[Lima] [Mesa-dev] NIR constant problem for GPU which doesn't have native integer support

Wed Jan 2 16:49:48 UTC 2019

On Wed, Jan 2, 2019 at 11:17 AM Jason Ekstrand <jason at jlekstrand.net> wrote:
>
> On Wed, Jan 2, 2019 at 9:43 AM Ilia Mirkin <imirkin at alum.mit.edu> wrote:
>>
>> Have a look at the first 4 patches in the series from Jonathan Marek
>> to address some of these issues:
>>
>> https://patchwork.freedesktop.org/series/54295/
>>
>> Not sure exactly what state that work is in, but I've added Jonathan
>> to CC, perhaps he can provide an update.
>>
>> Cheers,
>>
>>   -ilia
>>
>> On Wed, Jan 2, 2019 at 6:28 AM Qiang Yu <yuq825 at gmail.com> wrote:
>> >
>> > Hi guys,
>> >
>> > I found the problem with this test fragment shader when lima development:
>> > uniform int color;
>> > void main() {
>> >     if (color > 1)
>> >         gl_FragColor = vec4(1.0, 0.0, 0.0, 1);
>> >     else
>> >         gl_FragColor = vec4(0.0, 1.0, 0.0, 1);
>> > }
>> >
>> > nir_print_shader output:
>> > impl main {
>> >         block block_0:
>> >         /* preds: */
>> >         vec1 32 ssa_0 = load_const (0x00000001 /* 0.000000 */)
>> >         vec4 32 ssa_1 = load_const (0x3f800000 /* 1.000000 */,
>> > 0x00000000 /* 0.000000 */, 0x00000000 /* 0.000000 */, 0x3f800000 /*
>> > 1.000000 */)
>> >         vec4 32 ssa_2 = load_const (0x00000000 /* 0.000000 */,
>> > 0x3f800000 /* 1.000000 */, 0x00000000 /* 0.000000 */, 0x3f800000 /*
>> > 1.000000 */)
>> >         vec1 32 ssa_3 = load_const (0x00000000 /* 0.000000 */)
>> >         vec1 32 ssa_4 = intrinsic load_uniform (ssa_3) (0, 1, 0) /*
>> > base=0 */ /* range=1 */ /* component=0 */   /* color */
>> >         vec1 32 ssa_5 = slt ssa_0, ssa_4
>> >         vec1 32 ssa_6 = fnot ssa_5
>> >         vec4 32 ssa_7 = bcsel ssa_6.xxxx, ssa_2, ssa_1
>> >         intrinsic store_output (ssa_7, ssa_3) (0, 15, 0) /* base=0 */
>> > /* wrmask=xyzw */ /* component=0 */       /* gl_FragColor */
>> >         /* succs: block_1 */
>> >         block block_1:
>> > }
>> >
>> > ssa0 is not converted to float when glsl to nir.
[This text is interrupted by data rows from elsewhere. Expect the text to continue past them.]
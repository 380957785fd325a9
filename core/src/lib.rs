#![doc = include_str!("../README.md")]
#![allow(clippy::module_name_repetitions)]

pub mod component;
pub mod config;
pub mod dom;
/// Error type and result alias.
pub mod error;
pub mod event;
pub mod id;
pub mod markup;
pub mod merge;
mod reconcile;
pub mod registry;
pub mod runtime;
pub mod style;

#[cfg(test)]
mod tests;

#[doc(inline)]
pub use component::{
    Children, Component, Composite, Element, ElementProps, Instance, InstanceRef, Maker,
    Projection, Props, STRUCTURE_KEY,
};
pub use config::{GestureConfig, RuntimeConfig};
pub use dom::{Dom, MemoryDom, Mutation};
pub use error::{Error, Result};
#[doc(inline)]
pub use event::{
    AbstractEvent, DragData, EventKind, Handler, Listener, ListenerKey, Mode, NativeEvent,
    TopLevelType, handler,
};
pub use id::IdPath;
pub use markup::{Content, Markup};
pub use merge::deep_merge;
#[doc(inline)]
pub use runtime::{MountMode, Runtime, Timer, TimerRequest};
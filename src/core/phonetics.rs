// src/core/phonetics.rs
use crate::core::types::SyllableClass;

/// Classifies one phoneme in CMU notation.
///
/// Vowels carry a trailing stress digit: `0` is unstressed, `1` (primary) and
/// `2` (secondary) are stressed. Anything else is a consonant and does not
/// form a syllable.
pub fn classify_phoneme(phoneme: &str) -> Option<SyllableClass> {
    match phoneme.as_bytes().last() {
        Some(b'0') => Some(SyllableClass::Unstressed),
        Some(b'1') | Some(b'2') => Some(SyllableClass::Stressed),
        _ => None,
    }
}

/// Builds the accent pattern of one pronunciation: one class per vowel, in
/// order. A one-syllable word collapses to a single `Wildcard`.
pub fn accent_pattern<I, S>(phonemes: I) -> Vec<SyllableClass>
where
    I: IntoIterator<Item = S>,
    S: AsRef<str>,
{
    let mut pattern: Vec<SyllableClass> = phonemes
        .into_iter()
        .filter_map(|p| classify_phoneme(p.as_ref()))
        .collect();

    if pattern.len() == 1 {
        // One syllable words can take either stress
        pattern[0] = SyllableClass::Wildcard;
    }
    pattern
}

/// Merges two patterns position by position, widening to `Wildcard` where
/// they disagree. The result is as long as the shorter input.
pub fn merge_patterns(a: &[SyllableClass], b: &[SyllableClass]) -> Vec<SyllableClass> {
    a.iter().zip(b).map(|(x, y)| x.generalize(*y)).collect()
}

/// Renders a pattern with `u` for unstressed, `/` for stressed and `*` for
/// either.
pub fn render_pattern(pattern: &[SyllableClass]) -> String {
    pattern.iter().map(|s| s.symbol()).collect()
}

#[cfg(test)]
mod tests {
    use super::*;
    use SyllableClass::*;

    #[test]
    fn stress_digits_classify_vowels() {
        assert_eq!(classify_phoneme("AH0"), Some(Unstressed));
        assert_eq!(classify_phoneme("EY1"), Some(Stressed));
        assert_eq!(classify_phoneme("AW2"), Some(Stressed));
        assert_eq!(classify_phoneme("TH"), None);
        assert_eq!(classify_phoneme("AH3"), None);
        assert_eq!(classify_phoneme(""), None);
    }

    #[test]
    fn single_syllable_is_wildcard_whatever_the_digit() {
        assert_eq!(accent_pattern(["D", "EY1"]), vec![Wildcard]);
        assert_eq!(accent_pattern(["AH0"]), vec![Wildcard]);
        assert_eq!(accent_pattern(["SH", "AE2", "L"]), vec![Wildcard]);
    }

    #[test]
    fn multi_syllable_keeps_each_vowel() {
        // TENENBAUM
        let pattern = accent_pattern(["T", "EH1", "N", "AH0", "N", "B", "AW2", "M"]);
        assert_eq!(pattern, vec![Stressed, Unstressed, Stressed]);
        // PYTHON
        assert_eq!(accent_pattern(["P", "AY1", "TH", "AA0", "N"]), vec![Stressed, Unstressed]);
    }

    #[test]
    fn consonant_only_pronunciation_has_no_syllables() {
        assert!(accent_pattern(["HH", "M"]).is_empty());
    }

    #[test]
    fn merge_widens_disagreements() {
        let merged = merge_patterns(&[Stressed, Unstressed, Unstressed], &[Stressed, Stressed]);
        assert_eq!(merged, vec![Stressed, Wildcard]);
        assert_eq!(render_pattern(&merged), "/*");
    }
}
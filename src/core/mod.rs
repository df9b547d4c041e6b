// src/core/mod.rs

pub mod dictionary;
pub mod engine;
pub mod matcher;
pub mod phonetics;
pub mod types;
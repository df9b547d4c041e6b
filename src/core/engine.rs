use crate::config::Config;
use crate::core::dictionary::Dictionary;
use crate::core::matcher::match_line;
use crate::core::types::ValidationResult;
use crate::error::LoadError;
use std::sync::Arc;

/// Entry point for callers: checks single lines or whole stanzas against a
/// shared, read-only dictionary.
///
/// Cloning is cheap; clones share the same dictionary.
#[derive(Debug, Clone)]
pub struct IambicValidator {
    dictionary: Arc<Dictionary>,
    search_budget: usize,
}

impl IambicValidator {
    pub fn new(dictionary: Arc<Dictionary>) -> Self {
        Self::with_budget(dictionary, crate::config::DEFAULT_SEARCH_BUDGET)
    }

    pub fn with_budget(dictionary: Arc<Dictionary>, search_budget: usize) -> Self {
        Self { dictionary, search_budget }
    }

    /// Loads the dictionary named by `config`, through its snapshot when a
    /// cache path is configured.
    pub fn from_config(config: &Config) -> Result<Self, LoadError> {
        let dictionary = match &config.cache_path {
            Some(cache) => Dictionary::load_cached(&config.dictionary_path, cache)?,
            None => Dictionary::load(&config.dictionary_path)?,
        };
        Ok(Self::with_budget(Arc::new(dictionary), config.search_budget))
    }

    pub fn dictionary(&self) -> &Dictionary {
        &self.dictionary
    }

    /// Decides whether `sentence` scans as iambic pentameter, and if not,
    /// where and why it fails.
    pub fn validate_line(&self, sentence: &str) -> ValidationResult {
        let result = match_line(&self.dictionary, sentence, self.search_budget);
        tracing::debug!(line = sentence, ok = result.ok, at = result.at, reason = %result.reason, "validated line");
        result
    }

    /// One result per line of `text`, after trimming blank edges.
    pub fn validate_lines(&self, text: &str) -> Vec<ValidationResult> {
        stanza_lines(text).map(|line| self.validate_line(line)).collect()
    }

    /// True only when every line of `text` scans. Blank lines at the edges
    /// are ignored; blank lines in the middle count as lines and fail.
    pub fn validate_block(&self, text: &str) -> bool {
        stanza_lines(text).all(|line| self.validate_line(line).ok)
    }
}

fn stanza_lines(text: &str) -> impl Iterator<Item = &str> {
    text.trim().lines()
}
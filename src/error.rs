// File: src/error.rs
use std::path::PathBuf;

/// Failures that stop a pronunciation dictionary from being built.
///
/// A line that does not scan is never an error; see `ValidationResult`.
#[derive(Debug, thiserror::Error)]
pub enum LoadError {
    #[error("cannot read dictionary source {path}: {source}")]
    Io {
        path: PathBuf,
        #[source]
        source: std::io::Error,
    },

    #[error("malformed dictionary entry on line {line}: {content:?}")]
    Malformed { line: usize, content: String },

    #[error("dictionary source {path} contains no usable entries")]
    Empty { path: PathBuf },

    #[error("cannot use dictionary snapshot: {0}")]
    Snapshot(String),
}

impl LoadError {
    pub(crate) fn io(path: impl Into<PathBuf>, source: std::io::Error) -> Self {
        LoadError::Io { path: path.into(), source }
    }
}

/// Failures reading a JSON config file.
#[derive(Debug, thiserror::Error)]
pub enum ConfigError {
    #[error("cannot read config file {path}: {source}")]
    Io {
        path: PathBuf,
        #[source]
        source: std::io::Error,
    },

    #[error("invalid config file {path}: {source}")]
    Parse {
        path: PathBuf,
        #[source]
        source: serde_json::Error,
    },
}
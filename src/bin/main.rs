use clap::Parser;
use crossterm::style::Stylize;
use iambic_core::{preprocess, Config, ConfigError, IambicValidator, ValidationResult};
use iambic_core::core::phonetics::render_pattern;
use std::io::{self, stdin, stdout, BufRead, Read, Write};
use std::path::PathBuf;
use std::process::ExitCode;
use tracing_subscriber::EnvFilter;

/// Checks lines of verse for iambic pentameter.
///
/// Reads TEXT, or stdin one line at a time when TEXT is absent.
#[derive(Parser)]
#[command(name = "iambic", version)]
struct Args {
    /// JSON config file; environment variables and flags override it
    #[arg(long)]
    config: Option<PathBuf>,

    /// Pronunciation dictionary in CMU format [env: IAMBIC_DICTIONARY]
    #[arg(long)]
    dictionary: Option<PathBuf>,

    /// Compiled dictionary snapshot to read or refresh [env: IAMBIC_CACHE]
    #[arg(long)]
    cache: Option<PathBuf>,

    /// Maximum search nodes per line [env: IAMBIC_SEARCH_BUDGET]
    #[arg(long)]
    search_budget: Option<usize>,

    /// Print one JSON result per line
    #[arg(long)]
    json: bool,

    /// Show the pronunciations considered for every word
    #[arg(long)]
    explain: bool,

    /// Treat the whole input as one stanza and report a single verdict
    #[arg(long)]
    stanza: bool,

    /// Text to check instead of stdin
    text: Option<String>,
}

impl Args {
    fn config(&self) -> Result<Config, ConfigError> {
        let base = match &self.config {
            Some(path) => Config::from_file(path)?,
            None => Config::default(),
        };
        let mut config = base.with_env();
        if let Some(path) = &self.dictionary {
            config = config.with_dictionary_path(path.clone());
        }
        if let Some(path) = &self.cache {
            config = config.with_cache_path(path.clone());
        }
        if let Some(budget) = self.search_budget {
            config = config.with_search_budget(budget);
        }
        Ok(config)
    }
}

fn main() -> ExitCode {
    tracing_subscriber::fmt()
        .with_env_filter(EnvFilter::try_from_default_env().unwrap_or_else(|_| EnvFilter::new("info")))
        .with_writer(io::stderr)
        .init();

    let args = Args::parse();
    let config = match args.config() {
        Ok(config) => config,
        Err(e) => {
            tracing::error!(error = %e, "could not read configuration");
            return ExitCode::from(2);
        }
    };

    let validator = match IambicValidator::from_config(&config) {
        Ok(validator) => validator,
        Err(e) => {
            tracing::error!(error = %e, "could not load pronunciation dictionary");
            return ExitCode::from(2);
        }
    };

    match run(&args, &validator) {
        Ok(true) => ExitCode::SUCCESS,
        Ok(false) => ExitCode::from(1),
        Err(e) => {
            tracing::error!(error = %e, "i/o failure");
            ExitCode::from(2)
        }
    }
}

fn run(args: &Args, validator: &IambicValidator) -> io::Result<bool> {
    let mut out = stdout().lock();

    if args.stanza {
        let text = match &args.text {
            Some(text) => text.clone(),
            None => {
                let mut buf = String::new();
                stdin().read_to_string(&mut buf)?;
                buf
            }
        };
        return report_stanza(args, validator, &text, &mut out);
    }

    let mut all_ok = true;
    match &args.text {
        Some(text) => {
            for line in text.lines() {
                all_ok &= report_line(args, validator, line, &mut out)?;
            }
        }
        None => {
            for line in stdin().lock().lines() {
                all_ok &= report_line(args, validator, &line?, &mut out)?;
            }
        }
    }
    Ok(all_ok)
}

fn report_stanza(args: &Args, validator: &IambicValidator, text: &str, out: &mut impl Write) -> io::Result<bool> {
    let results = validator.validate_lines(text);
    let ok = results.iter().all(|r| r.ok);

    if args.json {
        let json = serde_json::json!({ "ok": ok, "lines": results });
        writeln!(out, "{}", json)?;
    } else {
        // `validate_lines` yields one result per trimmed line, in order.
        for (line, result) in text.trim().lines().zip(&results) {
            print_result(line, result, out)?;
            if args.explain {
                explain(validator, line, out)?;
            }
        }
        let verdict = if ok { "stanza scans".green() } else { "stanza does not scan".red() };
        writeln!(out, "{}", verdict.bold())?;
    }
    Ok(ok)
}

fn report_line(args: &Args, validator: &IambicValidator, line: &str, out: &mut impl Write) -> io::Result<bool> {
    let result = validator.validate_line(line);

    if args.json {
        let json = serde_json::to_string(&result).map_err(|e| io::Error::new(io::ErrorKind::Other, e))?;
        writeln!(out, "{}", json)?;
    } else {
        print_result(line, &result, out)?;
    }
    if args.explain {
        explain(validator, line, out)?;
    }
    Ok(result.ok)
}

fn print_result(line: &str, result: &ValidationResult, out: &mut impl Write) -> io::Result<()> {
    if result.ok {
        return writeln!(out, "{} {}", "PASS".green(), line.trim());
    }

    writeln!(out, "{} {}", "FAIL".red(), line.trim())?;
    let words = preprocess(line);
    match words.get(result.at) {
        Some(word) => writeln!(out, "     {} (word {}: {})", result.reason, result.at + 1, word),
        None => writeln!(out, "     {} (end of line)", result.reason),
    }
}

fn explain(validator: &IambicValidator, line: &str, out: &mut impl Write) -> io::Result<()> {
    let dictionary = validator.dictionary();
    for word in preprocess(line) {
        let Some(variants) = dictionary.get(&word) else {
            writeln!(out, "     {:<16} {}", word, "unknown".dark_grey())?;
            continue;
        };
        let merged = dictionary.merged_pattern(&word).unwrap_or_default();
        writeln!(out, "     {:<16} merged {}", word, render_pattern(&merged))?;
        for variant in variants {
            writeln!(
                out,
                "       {:<6} {}",
                render_pattern(variant.accent_pattern()),
                variant.phonemes().join(" ")
            )?;
        }
    }
    Ok(())
}
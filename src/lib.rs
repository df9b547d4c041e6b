// src/lib.rs

pub mod config;
pub mod core;
pub mod error;
pub mod persistence;

pub use crate::config::Config;
pub use crate::core::dictionary::{Dictionary, Pronunciation};
pub use crate::core::engine::IambicValidator;
pub use crate::core::matcher::preprocess;
pub use crate::core::types::{Reason, SyllableClass, ValidationResult};
pub use crate::error::{ConfigError, LoadError};
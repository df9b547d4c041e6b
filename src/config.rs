// File: src/config.rs
use crate::error::ConfigError;
use serde::Deserialize;
use std::fs;
use std::path::{Path, PathBuf};

pub const DEFAULT_DICTIONARY_PATH: &str = "data/cmudict-0.7b.txt";
pub const DEFAULT_SEARCH_BUDGET: usize = 1_000_000;

pub const ENV_DICTIONARY: &str = "IAMBIC_DICTIONARY";
pub const ENV_CACHE: &str = "IAMBIC_CACHE";
pub const ENV_SEARCH_BUDGET: &str = "IAMBIC_SEARCH_BUDGET";

/// Where the dictionary comes from and how hard the matcher may search.
///
/// A JSON config file may set any subset of the fields; the rest keep their
/// defaults.
#[derive(Debug, Clone, PartialEq, Eq, Deserialize)]
#[serde(default)]
pub struct Config {
    pub dictionary_path: PathBuf,
    /// Compiled snapshot of the parsed dictionary, if caching is wanted.
    pub cache_path: Option<PathBuf>,
    /// Upper bound on search nodes visited for a single line.
    pub search_budget: usize,
}

impl Default for Config {
    fn default() -> Self {
        Self {
            dictionary_path: PathBuf::from(DEFAULT_DICTIONARY_PATH),
            cache_path: None,
            search_budget: DEFAULT_SEARCH_BUDGET,
        }
    }
}

impl Config {
    /// Defaults, overridden by `IAMBIC_DICTIONARY`, `IAMBIC_CACHE` and
    /// `IAMBIC_SEARCH_BUDGET` when set.
    pub fn from_env() -> Self {
        Self::default().with_env()
    }

    /// Reads a JSON config file.
    pub fn from_file(path: impl AsRef<Path>) -> Result<Self, ConfigError> {
        let path = path.as_ref();
        let raw = fs::read_to_string(path).map_err(|source| ConfigError::Io { path: path.to_path_buf(), source })?;
        serde_json::from_str(&raw).map_err(|source| ConfigError::Parse { path: path.to_path_buf(), source })
    }

    /// Applies the `IAMBIC_*` environment overrides on top of `self`.
    pub fn with_env(self) -> Self {
        self.with_lookup(|key| std::env::var(key).ok())
    }

    fn with_lookup(self, lookup: impl Fn(&str) -> Option<String>) -> Self {
        let mut config = self;

        if let Some(path) = lookup(ENV_DICTIONARY).filter(|v| !v.is_empty()) {
            config.dictionary_path = PathBuf::from(path);
        }
        if let Some(path) = lookup(ENV_CACHE).filter(|v| !v.is_empty()) {
            config.cache_path = Some(PathBuf::from(path));
        }
        if let Some(raw) = lookup(ENV_SEARCH_BUDGET) {
            match raw.trim().parse::<usize>() {
                Ok(budget) if budget > 0 => config.search_budget = budget,
                _ => tracing::warn!(value = %raw, "ignoring invalid {}", ENV_SEARCH_BUDGET),
            }
        }
        config
    }

    pub fn with_dictionary_path(mut self, path: impl Into<PathBuf>) -> Self {
        self.dictionary_path = path.into();
        self
    }

    pub fn with_cache_path(mut self, path: impl Into<PathBuf>) -> Self {
        self.cache_path = Some(path.into());
        self
    }

    pub fn with_search_budget(mut self, budget: usize) -> Self {
        self.search_budget = budget;
        self
    }
}
// --- File: src/core/dictionary.rs
use crate::core::phonetics::{accent_pattern, merge_patterns};
use crate::core::types::SyllableClass;
use crate::error::LoadError;
use serde::{Deserialize, Serialize};
use std::collections::HashMap;
use std::fs::File;
use std::io::{BufRead, BufReader, Cursor};
use std::path::Path;
use std::time::Instant;

/// One way of saying a word, as listed by the source dictionary.
///
/// Only the phonemes are serialized; deserializing rebuilds the accent
/// pattern through `Pronunciation::new`, so a restored value has the same
/// guarantees as a parsed one.
#[derive(Debug, Clone, PartialEq, Eq, Serialize, Deserialize)]
#[serde(into = "PhonemeRecord", try_from = "PhonemeRecord")]
pub struct Pronunciation {
    phonemes: Vec<String>,
    accent_pattern: Vec<SyllableClass>,
}

#[derive(Serialize, Deserialize)]
struct PhonemeRecord {
    phonemes: Vec<String>,
}

impl From<Pronunciation> for PhonemeRecord {
    fn from(p: Pronunciation) -> Self {
        Self { phonemes: p.phonemes }
    }
}

impl TryFrom<PhonemeRecord> for Pronunciation {
    type Error = String;

    fn try_from(record: PhonemeRecord) -> Result<Self, Self::Error> {
        let listing = record.phonemes.join(" ");
        Pronunciation::new(record.phonemes).ok_or_else(|| format!("pronunciation without vowels: {listing:?}"))
    }
}

impl Pronunciation {
    /// Builds a pronunciation from CMU phonemes, e.g. `["P", "AY1", "TH", "AA0", "N"]`.
    /// Returns `None` when no phoneme carries a stress digit, since such a
    /// pronunciation has no syllables to scan.
    pub fn new<S: Into<String>>(phonemes: impl IntoIterator<Item = S>) -> Option<Self> {
        let phonemes: Vec<String> = phonemes.into_iter().map(Into::into).collect();
        let accent_pattern = accent_pattern(&phonemes);
        if accent_pattern.is_empty() {
            return None;
        }
        Some(Self { phonemes, accent_pattern })
    }

    pub fn phonemes(&self) -> &[String] {
        &self.phonemes
    }

    pub fn accent_pattern(&self) -> &[SyllableClass] {
        &self.accent_pattern
    }

    /// Class of the first syllable.
    pub fn start_state(&self) -> SyllableClass {
        // `new` guarantees at least one syllable.
        self.accent_pattern[0]
    }

    pub fn syllable_count(&self) -> usize {
        self.accent_pattern.len()
    }
}

/// Uppercase word -> pronunciation variants in source order.
///
/// Built once and then only read, so it can be shared across threads behind
/// an `Arc` without locking.
#[derive(Debug, Clone, Default, PartialEq, Serialize, Deserialize)]
pub struct Dictionary {
    entries: HashMap<String, Vec<Pronunciation>>,
}

impl Dictionary {
    /// Parses a dictionary file in CMU format.
    pub fn load(path: impl AsRef<Path>) -> Result<Self, LoadError> {
        let path = path.as_ref();
        let started = Instant::now();
        let file = File::open(path).map_err(|e| LoadError::io(path, e))?;
        let dictionary = Self::parse(BufReader::new(file), path)?;

        tracing::info!(
            path = %path.display(),
            words = dictionary.len(),
            pronunciations = dictionary.pronunciation_count(),
            elapsed_ms = started.elapsed().as_millis() as u64,
            "loaded pronunciation dictionary"
        );
        Ok(dictionary)
    }

    /// Parses CMU-format data from any buffered reader.
    pub fn from_reader<R: BufRead>(reader: R) -> Result<Self, LoadError> {
        Self::parse(reader, Path::new("<reader>"))
    }

    pub fn parse_str(source: &str) -> Result<Self, LoadError> {
        Self::parse(Cursor::new(source.as_bytes()), Path::new("<string>"))
    }

    /// Re-parses `path` from scratch. The current contents are replaced only
    /// if the new load succeeds.
    pub fn reload(&mut self, path: impl AsRef<Path>) -> Result<(), LoadError> {
        *self = Self::load(path)?;
        Ok(())
    }

    /// Uses the compiled snapshot at `cache` when it is at least as new as
    /// `source`, otherwise parses `source` and refreshes the snapshot.
    pub fn load_cached(source: impl AsRef<Path>, cache: impl AsRef<Path>) -> Result<Self, LoadError> {
        crate::persistence::load_cached(source.as_ref(), cache.as_ref())
    }

    fn parse<R: BufRead>(mut reader: R, origin: &Path) -> Result<Self, LoadError> {
        let mut entries: HashMap<String, Vec<Pronunciation>> = HashMap::new();
        let mut buf = Vec::new();
        let mut line_no = 0;

        loop {
            buf.clear();
            let read = reader
                .read_until(b'\n', &mut buf)
                .map_err(|e| LoadError::io(origin, e))?;
            if read == 0 {
                break;
            }
            line_no += 1;

            // The published file is not guaranteed to be clean UTF-8.
            let line = String::from_utf8_lossy(&buf);
            if line.starts_with(";;;") {
                continue;
            }
            // Entries for punctuation marks start with the mark itself.
            if !line.starts_with(|c: char| c.is_ascii_uppercase()) {
                continue;
            }

            let mut tokens = line.split_whitespace();
            let key = match tokens.next() {
                Some(key) => key,
                None => continue,
            };
            let phonemes: Vec<&str> = tokens.collect();
            if phonemes.is_empty() {
                return Err(LoadError::Malformed {
                    line: line_no,
                    content: line.trim_end().to_string(),
                });
            }

            // WORD(1), WORD(2) ... are numbered variants of WORD.
            let word = match key.find('(') {
                Some(idx) => &key[..idx],
                None => key,
            };

            match Pronunciation::new(phonemes) {
                Some(pronunciation) => entries.entry(word.to_string()).or_default().push(pronunciation),
                None => tracing::debug!(word, line = line_no, "skipping pronunciation without vowels"),
            }
        }

        if entries.is_empty() {
            return Err(LoadError::Empty { path: origin.to_path_buf() });
        }
        Ok(Self { entries })
    }

    /// Variants for an already normalized (uppercase) word.
    pub fn get(&self, word: &str) -> Option<&[Pronunciation]> {
        self.entries.get(word).map(Vec::as_slice)
    }

    pub fn contains(&self, word: &str) -> bool {
        self.entries.contains_key(word)
    }

    /// Number of distinct words.
    pub fn len(&self) -> usize {
        self.entries.len()
    }

    pub fn is_empty(&self) -> bool {
        self.entries.is_empty()
    }

    /// Number of pronunciations across all words.
    pub fn pronunciation_count(&self) -> usize {
        self.entries.values().map(Vec::len).sum()
    }

    pub fn words(&self) -> impl Iterator<Item = &str> {
        self.entries.keys().map(String::as_str)
    }

    /// Single pattern covering every variant of `word`, with `Wildcard`
    /// wherever the variants disagree.
    pub fn merged_pattern(&self, word: &str) -> Option<Vec<SyllableClass>> {
        let (first, rest) = self.get(word)?.split_first()?;
        let merged = rest
            .iter()
            .fold(first.accent_pattern().to_vec(), |acc, p| merge_patterns(&acc, p.accent_pattern()));
        Some(merged)
    }
}
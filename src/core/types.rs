// src/core/types.rs
use serde::{Deserialize, Serialize};
use std::fmt;

/// Metrical role of one syllable.
///
/// `Wildcard` marks the lone syllable of a one-syllable word, which may fill
/// either slot of an iamb. It is a distinct value: it never compares equal to
/// `Stressed` or `Unstressed`.
#[derive(Debug, Clone, Copy, PartialEq, Eq, Hash, Serialize, Deserialize)]
pub enum SyllableClass {
    Stressed,
    Unstressed,
    Wildcard,
}

impl SyllableClass {
    /// Swaps stressed and unstressed. `Wildcard` is a fixed point.
    pub fn invert(self) -> Self {
        match self {
            SyllableClass::Stressed => SyllableClass::Unstressed,
            SyllableClass::Unstressed => SyllableClass::Stressed,
            SyllableClass::Wildcard => SyllableClass::Wildcard,
        }
    }

    /// Returns `self` when both agree, otherwise `Wildcard`.
    pub fn generalize(self, other: Self) -> Self {
        if self == other {
            self
        } else {
            SyllableClass::Wildcard
        }
    }

    pub fn symbol(self) -> char {
        match self {
            SyllableClass::Stressed => '/',
            SyllableClass::Unstressed => 'u',
            SyllableClass::Wildcard => '*',
        }
    }
}

/// Why a line did or did not scan. The serialized form is the message
/// shown to end users.
#[derive(Debug, Clone, Copy, PartialEq, Eq, Hash, Serialize, Deserialize)]
pub enum Reason {
    #[serde(rename = "Ok.")]
    Ok,
    #[serde(rename = "Wrong number of syllables.")]
    WrongSyllableCount,
    #[serde(rename = "Two syllables with stress in a row.")]
    DoubleStress,
    #[serde(rename = "Unknown word.")]
    UnknownWord,
}

impl Reason {
    pub fn message(self) -> &'static str {
        match self {
            Reason::Ok => "Ok.",
            Reason::WrongSyllableCount => "Wrong number of syllables.",
            Reason::DoubleStress => "Two syllables with stress in a row.",
            Reason::UnknownWord => "Unknown word.",
        }
    }
}

impl fmt::Display for Reason {
    fn fmt(&self, f: &mut fmt::Formatter<'_>) -> fmt::Result {
        f.write_str(self.message())
    }
}

/// Outcome of checking one line.
///
/// `at` is the word index reached by the last branch the search evaluated,
/// so for lines with several pronunciation choices it depends on the order
/// of the dictionary's variants.
#[derive(Debug, Clone, Copy, PartialEq, Eq, Serialize, Deserialize)]
pub struct ValidationResult {
    pub ok: bool,
    pub at: usize,
    pub reason: Reason,
}

impl ValidationResult {
    pub fn success(at: usize) -> Self {
        Self { ok: true, at, reason: Reason::Ok }
    }

    pub fn failure(at: usize, reason: Reason) -> Self {
        Self { ok: false, at, reason }
    }
}

#[cfg(test)]
mod tests {
    use super::*;

    #[test]
    fn invert_swaps_concrete_classes_and_fixes_wildcard() {
        assert_eq!(SyllableClass::Stressed.invert(), SyllableClass::Unstressed);
        assert_eq!(SyllableClass::Unstressed.invert(), SyllableClass::Stressed);
        assert_eq!(SyllableClass::Wildcard.invert(), SyllableClass::Wildcard);
    }

    #[test]
    fn generalize_widens_on_disagreement() {
        use SyllableClass::*;
        assert_eq!(Stressed.generalize(Stressed), Stressed);
        assert_eq!(Stressed.generalize(Unstressed), Wildcard);
        assert_eq!(Unstressed.generalize(Wildcard), Wildcard);
    }

    #[test]
    fn result_serializes_with_readable_reason() {
        let json = serde_json::to_value(ValidationResult::failure(0, Reason::DoubleStress)).unwrap();
        assert_eq!(
            json,
            serde_json::json!({"ok": false, "at": 0, "reason": "Two syllables with stress in a row."})
        );

        let ok: ValidationResult =
            serde_json::from_str(r#"{"ok":true,"at":8,"reason":"Ok."}"#).unwrap();
        assert_eq!(ok, ValidationResult::success(8));
    }

    #[test]
    fn display_matches_serialized_message() {
        for reason in [Reason::Ok, Reason::WrongSyllableCount, Reason::DoubleStress, Reason::UnknownWord] {
            let json = serde_json::to_string(&reason).unwrap();
            assert_eq!(json, format!("\"{}\"", reason));
        }
    }
}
I see glsl_to_nir.cpp
>> > will create flt/ilt/ult
>> > based on source type for gpu support native integer, but for gpu not
>> > support native
>> > integer, just create slt for all source type. And in
>> > nir_lower_constant_initializers,
>> > there's also no type conversion for integer constant.
>
>
> This is a generally sticky issue.  In NIR, we have no concept of types on SSA values which has proven perfectly reasonable and actually very powerful in a world where integers are supported natively.  Unfortunately, it causes significant problems for float-only architectures.  There are two general possible solutions:
>
>  1. convert all integers to floats in glsl_to_nir and prog_to_nir and adjust various lowering/optimization passes to handle nir_compiler_options::supports_native_integers == false.
>
>  2. Just allow integers all the way through until you get very close to the end and then lower integers to floats at the last possible moment.
>
> Both of these come with significant issues.  With the first approach, there are potentially a lot of passes that will need to be adjusted and it's not 100% clear what to do with UBO offsets and indirect addressing; fortunately, you should be able to disable most of those optimizations to get going so it shouldn't be too bad.  The second would be less invasive to NIR because it doesn't require modifying as many passes.  However, doing such a lowering would be very tricky to get right primarily because of constants.  With everything else, you can just sort of assume that inputs are floats (you lowered, right?) and lower to produce a float output.  With constants, however, you don't know whether or not it's an integer that needs lowering.  We could, in theory, add an extra bit to load_const to solve this problem but there are also significant problems with doing that so it's not clear it's a good idea.
>
> I think the patches from Marek (as indicated by ilia) attempt the first approach.  If we can do it practically, my suspicion is that the first will work better than the second.  However, it will take some experimentation in order to actually determine that.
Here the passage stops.